IF 1.3 Q1 Arts and Humanities Pub Date : 2021-04-01 DOI: 10.53637/CXBQ7117
V. Comino
A common and recurring theme in analyses of the causes of the Global Financial Crisis (‘GFC’) is the poor culture of corporations and financial institutions. It is unsurprising then, that in its aftermath, arguments that regulatory reform, absent a changed culture, will be ineffective gained momentum. The succession of corporate and banking scandals post-GFC, both globally and locally, suggests that corporations and banks have failed to address their cultural failings. Meanwhile, the perceived failure of regulators to hold to account wrongdoing corporations and directors, by not prosecuting them, has weakened public confidence and trust in the financial sector, regulators and political oversight. Indeed, trust in public institutions in Western liberal democracies is at an all-time low.
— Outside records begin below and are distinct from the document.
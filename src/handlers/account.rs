//! Account CRUD handlers: create, list, read, update, delete.

use crate::account::{Account, AccountPayload};
use crate::error::AppError;
use crate::extractors::RequireJson;
use crate::response::{account_location, created, no_content, ok};
use crate::state::AppState;
use axum::{
    body::Bytes,
    extract::{Path, State},
    response::Response,
};
use serde_json::Value;

/// Path ids are integers; anything else cannot name an account.
fn parse_id(id_str: &str) -> Option<i64> {
    id_str.trim().parse().ok()
}

fn parse_body(body: &Bytes) -> Result<Value, AppError> {
    serde_json::from_slice(body).map_err(|e| AppError::Deserialization(format!("Invalid JSON: {}", e)))
}

pub async fn create(
    State(state): State<AppState>,
    _json: RequireJson,
    body: Bytes,
) -> Result<Response, AppError> {
    tracing::info!("Request to create an Account");
    let account = Account::deserialize(&parse_body(&body)?)?;
    let account = state.store.create(&account).await?;
    tracing::info!(account_id = account.id, "Account created");
    Ok(created(account_location(account.id), account.serialize()))
}

pub async fn list(State(state): State<AppState>) -> Result<Response, AppError> {
    tracing::info!("Request to list Accounts");
    let accounts: Vec<Value> = state
        .store
        .all()
        .await?
        .iter()
        .map(Account::serialize)
        .collect();
    Ok(ok(accounts))
}

pub async fn read(
    State(state): State<AppState>,
    Path(id_str): Path<String>,
) -> Result<Response, AppError> {
    tracing::info!(account_id = %id_str, "Request to read an Account");
    let id = parse_id(&id_str).ok_or_else(|| AppError::account_not_found(&id_str))?;
    let account = state
        .store
        .find(id)
        .await?
        .ok_or_else(|| AppError::account_not_found(id))?;
    Ok(ok(account.serialize()))
}

/// Order: content type, existence, body shape. A missing account wins over a bad body.
/// The write itself is a single store call; the lookup only runs to rank a bad body.
pub async fn update(
    State(state): State<AppState>,
    Path(id_str): Path<String>,
    _json: RequireJson,
    body: Bytes,
) -> Result<Response, AppError> {
    tracing::info!(account_id = %id_str, "Request to update an Account");
    let id = parse_id(&id_str).ok_or_else(|| AppError::account_not_found(&id_str))?;
    let payload = match parse_body(&body).and_then(|v| AccountPayload::from_value(&v)) {
        Ok(payload) => payload,
        Err(e) => {
            if state.store.find(id).await?.is_none() {
                return Err(AppError::account_not_found(id));
            }
            return Err(e);
        }
    };
    let account = state.store.update(id, &payload).await?;
    tracing::info!(account_id = account.id, "Account updated");
    Ok(ok(account.serialize()))
}

/// 204 for any integer id: deleting an account that does not exist is a no-op.
pub async fn delete(
    State(state): State<AppState>,
    Path(id_str): Path<String>,
) -> Result<Response, AppError> {
    tracing::info!(account_id = %id_str, "Request to delete an Account");
    let id = parse_id(&id_str).ok_or_else(|| AppError::account_not_found(&id_str))?;
    state.store.delete(id).await?;
    Ok(no_content())
}

#[cfg(test)]
mod tests {
    use super::*;

    #[test]
    fn parses_integer_ids_only() {
        assert_eq!(parse_id("42"), Some(42));
        assert_eq!(parse_id("-1"), Some(-1));
        assert_eq!(parse_id("abc"), None);
        assert_eq!(parse_id("1.5"), None);
    }

    #[test]
    fn malformed_json_is_a_deserialization_error() {
        let err = parse_body(&Bytes::from_static(b"{not json")).unwrap_err();
        assert!(matches!(err, AppError::Deserialization(_)));
    }
}
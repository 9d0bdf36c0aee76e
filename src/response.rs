//! Response helpers for account handlers.

use axum::{
    http::{header, StatusCode},
    response::{IntoResponse, Response},
    Json,
};
use serde::Serialize;

/// Path of the read endpoint for one account; used as the `Location` of created resources.
pub fn account_location(id: i64) -> String {
    format!("/accounts/{}", id)
}

pub fn created<T: Serialize>(location: String, data: T) -> Response {
    (
        StatusCode::CREATED,
        [(header::LOCATION, location)],
        Json(data),
    )
        .into_response()
}

pub fn ok<T: Serialize>(data: T) -> Response {
    (StatusCode::OK, Json(data)).into_response()
}

pub fn no_content() -> Response {
    StatusCode::NO_CONTENT.into_response()
}
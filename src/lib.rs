//! Account service: REST CRUD over a single persisted Account entity.

pub mod account;
pub mod config;
pub mod error;
pub mod extractors;
pub mod handlers;
pub mod response;
pub mod routes;
pub mod state;
pub mod store;

pub use account::{Account, AccountPayload};
pub use config::{ServiceConfig, StoreBackend};
pub use error::{AppError, ConfigError};
pub use routes::{account_routes, app, common_routes};
pub use state::AppState;
pub use store::{
    ensure_accounts_table, ensure_database_exists, AccountStore, MemoryAccountStore, PgAccountStore,
};
//! PostgreSQL backend: accounts table DDL and parameterized CRUD statements.

use super::AccountStore;
use crate::account::{Account, AccountPayload};
use crate::error::AppError;
use async_trait::async_trait;
use sqlx::ConnectOptions;
use sqlx::PgPool;
use std::str::FromStr;

pub const ACCOUNTS_TABLE: &str = "accounts";

const COLUMNS: &str = "id, name, email, address, phone_number, date_joined";

/// Create the accounts table if it does not exist. Startup bootstrap, not a migration.
pub async fn ensure_accounts_table(pool: &PgPool) -> Result<(), AppError> {
    let ddl = format!(
        r#"
        CREATE TABLE IF NOT EXISTS {} (
            id BIGSERIAL PRIMARY KEY,
            name TEXT NOT NULL,
            email TEXT NOT NULL,
            address TEXT NOT NULL,
            phone_number TEXT NOT NULL,
            date_joined DATE NOT NULL DEFAULT CURRENT_DATE
        )
        "#,
        ACCOUNTS_TABLE
    );
    sqlx::query(&ddl).execute(pool).await?;
    Ok(())
}

/// Ensure the database in `database_url` exists; create it if not. Connects to the
/// default `postgres` database to run CREATE DATABASE. Call before creating the main pool.
pub async fn ensure_database_exists(database_url: &str) -> Result<(), AppError> {
    let (admin_url, db_name) = parse_db_name_from_url(database_url)?;
    if db_name.is_empty() || db_name == "postgres" {
        return Ok(());
    }
    let opts = sqlx::postgres::PgConnectOptions::from_str(&admin_url)?;
    let mut conn: sqlx::PgConnection = opts.connect().await?;
    let exists: (bool,) = sqlx::query_as("SELECT EXISTS(SELECT 1 FROM pg_database WHERE datname = $1)")
        .bind(&db_name)
        .fetch_one(&mut conn)
        .await?;
    if !exists.0 {
        tracing::info!(database = %db_name, "creating database");
        sqlx::query(&format!("CREATE DATABASE {}", quote_ident(&db_name)))
            .execute(&mut conn)
            .await?;
    }
    Ok(())
}

fn parse_db_name_from_url(url: &str) -> Result<(String, String), AppError> {
    let scheme_end = url.find("://").map(|i| i + 3).unwrap_or(0);
    let path_start = url
        .get(scheme_end..)
        .and_then(|rest| rest.find('/'))
        .map(|i| scheme_end + i + 1)
        .ok_or_else(|| {
            AppError::Config(crate::error::ConfigError::Invalid {
                key: "DATABASE_URL",
                reason: "no database path".into(),
            })
        })?;
    let path_and_query = url.get(path_start..).unwrap_or("");
    let (path, query) = match path_and_query.split_once('?') {
        Some((path, query)) => (path, Some(query)),
        None => (path_and_query, None),
    };
    let db_name = path.trim();
    let base = url.get(..path_start).unwrap_or(url);
    // Connection parameters (host socket, sslmode) apply to the maintenance database too.
    let admin_url = match query {
        Some(q) => format!("{}postgres?{}", base, q),
        None => format!("{}postgres", base),
    };
    Ok((admin_url, db_name.to_string()))
}

fn quote_ident(name: &str) -> String {
    format!("\"{}\"", name.replace('"', "\"\""))
}

/// Account store over a shared connection pool. Cloning shares the pool.
#[derive(Clone)]
pub struct PgAccountStore {
    pool: PgPool,
}

impl PgAccountStore {
    pub fn new(pool: PgPool) -> Self {
        PgAccountStore { pool }
    }
}

#[async_trait]
impl AccountStore for PgAccountStore {
    async fn create(&self, account: &Account) -> Result<Account, AppError> {
        let sql = format!(
            "INSERT INTO {} (name, email, address, phone_number, date_joined) VALUES ($1, $2, $3, $4, $5) RETURNING {}",
            ACCOUNTS_TABLE, COLUMNS
        );
        tracing::debug!(sql = %sql, "query");
        let row = sqlx::query_as::<_, Account>(&sql)
            .bind(&account.name)
            .bind(&account.email)
            .bind(&account.address)
            .bind(&account.phone_number)
            .bind(account.date_joined)
            .fetch_one(&self.pool)
            .await?;
        Ok(row)
    }

    async fn find(&self, id: i64) -> Result<Option<Account>, AppError> {
        let sql = format!("SELECT {} FROM {} WHERE id = $1", COLUMNS, ACCOUNTS_TABLE);
        tracing::debug!(sql = %sql, id, "query");
        let row = sqlx::query_as::<_, Account>(&sql)
            .bind(id)
            .fetch_optional(&self.pool)
            .await?;
        Ok(row)
    }

    async fn all(&self) -> Result<Vec<Account>, AppError> {
        let sql = format!("SELECT {} FROM {} ORDER BY id", COLUMNS, ACCOUNTS_TABLE);
        tracing::debug!(sql = %sql, "query");
        let rows = sqlx::query_as::<_, Account>(&sql).fetch_all(&self.pool).await?;
        Ok(rows)
    }

    async fn update(&self, id: i64, payload: &AccountPayload) -> Result<Account, AppError> {
        let sql = format!(
            "UPDATE {} SET name = $2, email = $3, address = $4, phone_number = $5, date_joined = COALESCE($6, date_joined) WHERE id = $1 RETURNING {}",
            ACCOUNTS_TABLE, COLUMNS
        );
        tracing::debug!(sql = %sql, id, "query");
        sqlx::query_as::<_, Account>(&sql)
            .bind(id)
            .bind(&payload.name)
            .bind(&payload.email)
            .bind(&payload.address)
            .bind(&payload.phone_number)
            .bind(payload.date_joined)
            .fetch_optional(&self.pool)
            .await?
            .ok_or_else(|| AppError::account_not_found(id))
    }

    async fn delete(&self, id: i64) -> Result<(), AppError> {
        let sql = format!("DELETE FROM {} WHERE id = $1", ACCOUNTS_TABLE);
        tracing::debug!(sql = %sql, id, "query");
        let result = sqlx::query(&sql).bind(id).execute(&self.pool).await?;
        if result.rows_affected() == 0 {
            tracing::debug!(id, "delete of missing account ignored");
        }
        Ok(())
    }

    async fn ping(&self) -> Result<(), AppError> {
        sqlx::query("SELECT 1").fetch_optional(&self.pool).await?;
        Ok(())
    }

    async fn close(&self) {
        self.pool.close().await;
    }
}

#[cfg(test)]
mod tests {
    use super::*;

    #[test]
    fn splits_database_name_from_url() {
        let (admin, db) =
            parse_db_name_from_url("postgres://u:p@localhost:5432/accounts?sslmode=disable").unwrap();
        assert_eq!(admin, "postgres://u:p@localhost:5432/postgres?sslmode=disable");
        assert_eq!(db, "accounts");
    }

    #[test]
    fn admin_url_keeps_socket_host() {
        let (admin, db) =
            parse_db_name_from_url("postgres:///accounts?host=/var/run/postgresql").unwrap();
        assert_eq!(admin, "postgres:///postgres?host=/var/run/postgresql");
        assert_eq!(db, "accounts");
    }

    #[test]
    fn admin_url_without_query() {
        let (admin, db) = parse_db_name_from_url("postgres://localhost/accounts").unwrap();
        assert_eq!(admin, "postgres://localhost/postgres");
        assert_eq!(db, "accounts");
    }

    #[test]
    fn url_without_path_is_rejected() {
        assert!(parse_db_name_from_url("postgres://localhost").is_err());
    }

    #[test]
    fn quotes_identifiers() {
        assert_eq!(quote_ident("acc\"ounts"), "\"acc\"\"ounts\"");
    }
}
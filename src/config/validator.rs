//! Range checks that parsing alone does not cover.

use crate::config::ServiceConfig;
use crate::error::ConfigError;

pub fn validate(config: &ServiceConfig) -> Result<(), ConfigError> {
    if config.max_connections == 0 {
        return Err(ConfigError::Invalid {
            key: "DATABASE_MAX_CONNECTIONS",
            reason: "must be at least 1".into(),
        });
    }
    if config.max_body_bytes == 0 {
        return Err(ConfigError::Invalid {
            key: "MAX_BODY_BYTES",
            reason: "must be greater than 0".into(),
        });
    }
    if !config.database_url.starts_with("postgres://") && !config.database_url.starts_with("postgresql://") {
        return Err(ConfigError::Invalid {
            key: "DATABASE_URL",
            reason: "expected a postgres:// connection string".into(),
        });
    }
    Ok(())
}

#[cfg(test)]
mod tests {
    use super::*;
    use crate::config::ServiceConfig;

    fn load(key: &str, value: &str) -> Result<ServiceConfig, ConfigError> {
        let (key, value) = (key.to_string(), value.to_string());
        ServiceConfig::from_lookup(move |k| (k == key).then(|| value.clone()))
    }

    #[test]
    fn zero_connections_rejected() {
        assert!(matches!(
            load("DATABASE_MAX_CONNECTIONS", "0"),
            Err(ConfigError::Invalid { key: "DATABASE_MAX_CONNECTIONS", .. })
        ));
    }

    #[test]
    fn zero_body_limit_rejected() {
        assert!(load("MAX_BODY_BYTES", "0").is_err());
    }

    #[test]
    fn non_postgres_url_rejected() {
        assert!(matches!(
            load("DATABASE_URL", "mysql://localhost/db"),
            Err(ConfigError::Invalid { key: "DATABASE_URL", .. })
        ));
    }
}
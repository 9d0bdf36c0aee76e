//! Account service binary: reads config from env, opens the account store, serves HTTP.

use account_service::{
    app, ensure_accounts_table, ensure_database_exists, AppState, MemoryAccountStore, PgAccountStore,
    ServiceConfig, StoreBackend,
};
use tokio::net::TcpListener;
use tracing_subscriber::EnvFilter;

#[tokio::main]
async fn main() -> Result<(), Box<dyn std::error::Error>> {
    let config = ServiceConfig::from_env()?;
    tracing_subscriber::fmt()
        .with_env_filter(
            EnvFilter::try_from_default_env()
                .unwrap_or_else(|_| EnvFilter::new("account_service=info,tower_http=info")),
        )
        .init();

    let state = match config.store {
        StoreBackend::Postgres => {
            ensure_database_exists(&config.database_url).await?;
            let pool = sqlx::postgres::PgPoolOptions::new()
                .max_connections(config.max_connections)
                .connect(&config.database_url)
                .await?;
            ensure_accounts_table(&pool).await?;
            AppState::new(PgAccountStore::new(pool))
        }
        StoreBackend::Memory => {
            tracing::warn!("using in-memory account store; data is not persisted");
            AppState::new(MemoryAccountStore::new())
        }
    };

    let router = app(state.clone(), config.max_body_bytes);
    let listener = TcpListener::bind(config.listen_addr).await?;
    tracing::info!("listening on {}", listener.local_addr()?);
    axum::serve(listener, router)
        .with_graceful_shutdown(shutdown_signal())
        .await?;

    state.store.close().await;
    tracing::info!("account store closed");
    Ok(())
}

async fn shutdown_signal() {
    let ctrl_c = async {
        if let Err(e) = tokio::signal::ctrl_c().await {
            tracing::error!(error = %e, "failed to listen for ctrl-c");
        }
    };

    #[cfg(unix)]
    let terminate = async {
        match tokio::signal::unix::signal(tokio::signal::unix::SignalKind::terminate()) {
            Ok(mut sig) => {
                sig.recv().await;
            }
            Err(e) => {
                tracing::error!(error = %e, "failed to listen for SIGTERM");
                std::future::pending::<()>().await;
            }
        }
    };

    #[cfg(not(unix))]
    let terminate = std::future::pending::<()>();

    tokio::select! {
        _ = ctrl_c => {},
        _ = terminate => {},
    }
    tracing::info!("shutdown signal received");
}
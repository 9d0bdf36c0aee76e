//! HTTP handlers for account CRUD.

pub mod account;
//! In-memory backend for testing and development

use super::AccountStore;
use crate::account::{Account, AccountPayload};
use crate::error::AppError;
use async_trait::async_trait;
use std::collections::BTreeMap;
use std::sync::Arc;
use tokio::sync::RwLock;

/// Accounts keyed by id; ids start at 1 and are never reused.
#[derive(Clone, Default)]
pub struct MemoryAccountStore {
    data: Arc<RwLock<MemoryState>>,
}

#[derive(Default)]
struct MemoryState {
    accounts: BTreeMap<i64, Account>,
    last_id: i64,
}

impl MemoryAccountStore {
    pub fn new() -> Self {
        Self::default()
    }
}

#[async_trait]
impl AccountStore for MemoryAccountStore {
    async fn create(&self, account: &Account) -> Result<Account, AppError> {
        let mut state = self.data.write().await;
        state.last_id += 1;
        let stored = Account {
            id: state.last_id,
            ..account.clone()
        };
        state.accounts.insert(stored.id, stored.clone());
        Ok(stored)
    }

    async fn find(&self, id: i64) -> Result<Option<Account>, AppError> {
        Ok(self.data.read().await.accounts.get(&id).cloned())
    }

    async fn all(&self) -> Result<Vec<Account>, AppError> {
        Ok(self.data.read().await.accounts.values().cloned().collect())
    }

    async fn update(&self, id: i64, payload: &AccountPayload) -> Result<Account, AppError> {
        let mut state = self.data.write().await;
        let slot = state
            .accounts
            .get_mut(&id)
            .ok_or_else(|| AppError::account_not_found(id))?;
        slot.apply(payload.clone());
        Ok(slot.clone())
    }

    async fn delete(&self, id: i64) -> Result<(), AppError> {
        self.data.write().await.accounts.remove(&id);
        Ok(())
    }

    async fn ping(&self) -> Result<(), AppError> {
        Ok(())
    }

    async fn close(&self) {}
}
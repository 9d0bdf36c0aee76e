//! Account CRUD routes.

use crate::handlers::account::{create, delete as delete_handler, list, read, update};
use crate::state::AppState;
use axum::{routing::get, Router};

pub fn account_routes(state: AppState) -> Router {
    Router::new()
        .route("/accounts", get(list).post(create))
        .route(
            "/accounts/:id",
            get(read).put(update).delete(delete_handler),
        )
        .with_state(state)
}
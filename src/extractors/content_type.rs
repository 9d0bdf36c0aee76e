//! Reject requests whose body is not declared as JSON.

use crate::error::AppError;
use async_trait::async_trait;
use axum::{
    extract::FromRequestParts,
    http::{header::CONTENT_TYPE, request::Parts},
};

pub const JSON_MEDIA_TYPE: &str = "application/json";

/// Guard for POST/PUT handlers: the `Content-Type` essence must be `application/json`.
/// Parameters such as `charset` are allowed. Runs on request parts, before the body is read.
#[derive(Clone, Copy, Debug)]
pub struct RequireJson;

#[async_trait]
impl<S> FromRequestParts<S> for RequireJson
where
    S: Send + Sync,
{
    type Rejection = AppError;

    async fn from_request_parts(parts: &mut Parts, _state: &S) -> Result<Self, Self::Rejection> {
        let content_type = parts
            .headers
            .get(CONTENT_TYPE)
            .and_then(|v| v.to_str().ok());
        if content_type.map(is_json).unwrap_or(false) {
            return Ok(RequireJson);
        }
        tracing::error!(content_type = ?content_type, "Invalid Content-Type");
        Err(AppError::UnsupportedMediaType(format!(
            "Content-Type must be {}",
            JSON_MEDIA_TYPE
        )))
    }
}

fn is_json(content_type: &str) -> bool {
    content_type
        .split(';')
        .next()
        .map(|essence| essence.trim().eq_ignore_ascii_case(JSON_MEDIA_TYPE))
        .unwrap_or(false)
}
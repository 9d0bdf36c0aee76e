//! Shared application state for all routes.

use crate::store::AccountStore;
use std::sync::Arc;

#[derive(Clone)]
pub struct AppState {
    /// Opened at startup and closed on shutdown; handlers only borrow it per request.
    pub store: Arc<dyn AccountStore>,
}

impl AppState {
    pub fn new<S: AccountStore + 'static>(store: S) -> Self {
        AppState {
            store: Arc::new(store),
        }
    }
}
//! Typed errors and HTTP mapping.

use axum::{
    http::StatusCode,
    response::{IntoResponse, Response},
    Json,
};
use serde::Serialize;
use thiserror::Error;

#[derive(Error, Debug)]
pub enum ConfigError {
    #[error("invalid {key}: {reason}")]
    Invalid { key: &'static str, reason: String },
}

#[derive(Error, Debug)]
pub enum AppError {
    #[error(transparent)]
    Config(#[from] ConfigError),
    #[error("{0}")]
    NotFound(String),
    #[error("{0}")]
    Deserialization(String),
    #[error("{0}")]
    UnsupportedMediaType(String),
    #[error("database: {0}")]
    Persistence(#[from] sqlx::Error),
}

impl AppError {
    pub fn account_not_found(id: impl std::fmt::Display) -> Self {
        AppError::NotFound(format!("Account with id {} not found", id))
    }

    pub fn status(&self) -> StatusCode {
        match self {
            AppError::Config(_) | AppError::Persistence(_) => StatusCode::INTERNAL_SERVER_ERROR,
            AppError::NotFound(_) => StatusCode::NOT_FOUND,
            AppError::Deserialization(_) => StatusCode::BAD_REQUEST,
            AppError::UnsupportedMediaType(_) => StatusCode::UNSUPPORTED_MEDIA_TYPE,
        }
    }

    fn code(&self) -> &'static str {
        match self {
            AppError::Config(_) => "config_error",
            AppError::NotFound(_) => "not_found",
            AppError::Deserialization(_) => "bad_request",
            AppError::UnsupportedMediaType(_) => "unsupported_media_type",
            AppError::Persistence(_) => "database_error",
        }
    }
}

#[derive(Serialize)]
pub struct ErrorBody {
    pub error: ErrorDetail,
}

#[derive(Serialize)]
pub struct ErrorDetail {
    pub code: String,
    pub message: String,
}

impl IntoResponse for AppError {
    fn into_response(self) -> Response {
        let status = self.status();
        // Store failures are logged in full but not echoed to the client.
        let message = if status.is_server_error() {
            tracing::error!(error = %self, "request failed");
            "internal server error".to_string()
        } else {
            self.to_string()
        };
        let body = ErrorBody {
            error: ErrorDetail {
                code: self.code().to_string(),
                message,
            },
        };
        (status, Json(body)).into_response()
    }
}

#[cfg(test)]
mod tests {
    use super::*;

    #[test]
    fn maps_taxonomy_to_status_codes() {
        assert_eq!(AppError::account_not_found(7).status(), StatusCode::NOT_FOUND);
        assert_eq!(AppError::Deserialization("x".into()).status(), StatusCode::BAD_REQUEST);
        assert_eq!(
            AppError::UnsupportedMediaType("x".into()).status(),
            StatusCode::UNSUPPORTED_MEDIA_TYPE
        );
        assert_eq!(
            AppError::Persistence(sqlx::Error::PoolClosed).status(),
            StatusCode::INTERNAL_SERVER_ERROR
        );
    }

    #[test]
    fn not_found_message_names_the_id() {
        assert_eq!(AppError::account_not_found(42).to_string(), "Account with id 42 not found");
    }

    #[tokio::test]
    async fn persistence_errors_hide_details() {
        let response = AppError::Persistence(sqlx::Error::PoolClosed).into_response();
        assert_eq!(response.status(), StatusCode::INTERNAL_SERVER_ERROR);
        let body = axum::body::to_bytes(response.into_body(), usize::MAX).await.unwrap();
        let json: serde_json::Value = serde_json::from_slice(&body).unwrap();
        assert_eq!(json["error"]["code"], "database_error");
        assert_eq!(json["error"]["message"], "internal server error");
    }
}
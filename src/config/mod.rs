pub mod types;
pub mod loader;
pub mod validator;

pub use types::*;
pub use loader::*;
pub use validator::*;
Australia, up to the beginning of the COVID-19 crisis, has not been immune from this phenomenon as the Hayne Banking Royal Commission hearings have demonstrated. The focus of this article is on the role of ‘culture’ in corporations and the extent to which corporate culture can be used as a regulatory tool. It will contend that despite a wealth of scholarly work and commentary on ‘corporate culture’, efforts to use it as a legal mechanism in prosecutions and as a regulatory device to instil a superior culture in corporations remain problematic. This is not to say that recent initiatives that focus on culture as a key item of interest in the regulation of corporations, such as embedding Australian Securities and Investments Commission specialist staff in the major Australian banks are not important;only that it is unlikely that we will see public confidence and trust in corporations and regulators being restored any time soon. © 2021, University of New South Wales Law Journal. All rights reserved.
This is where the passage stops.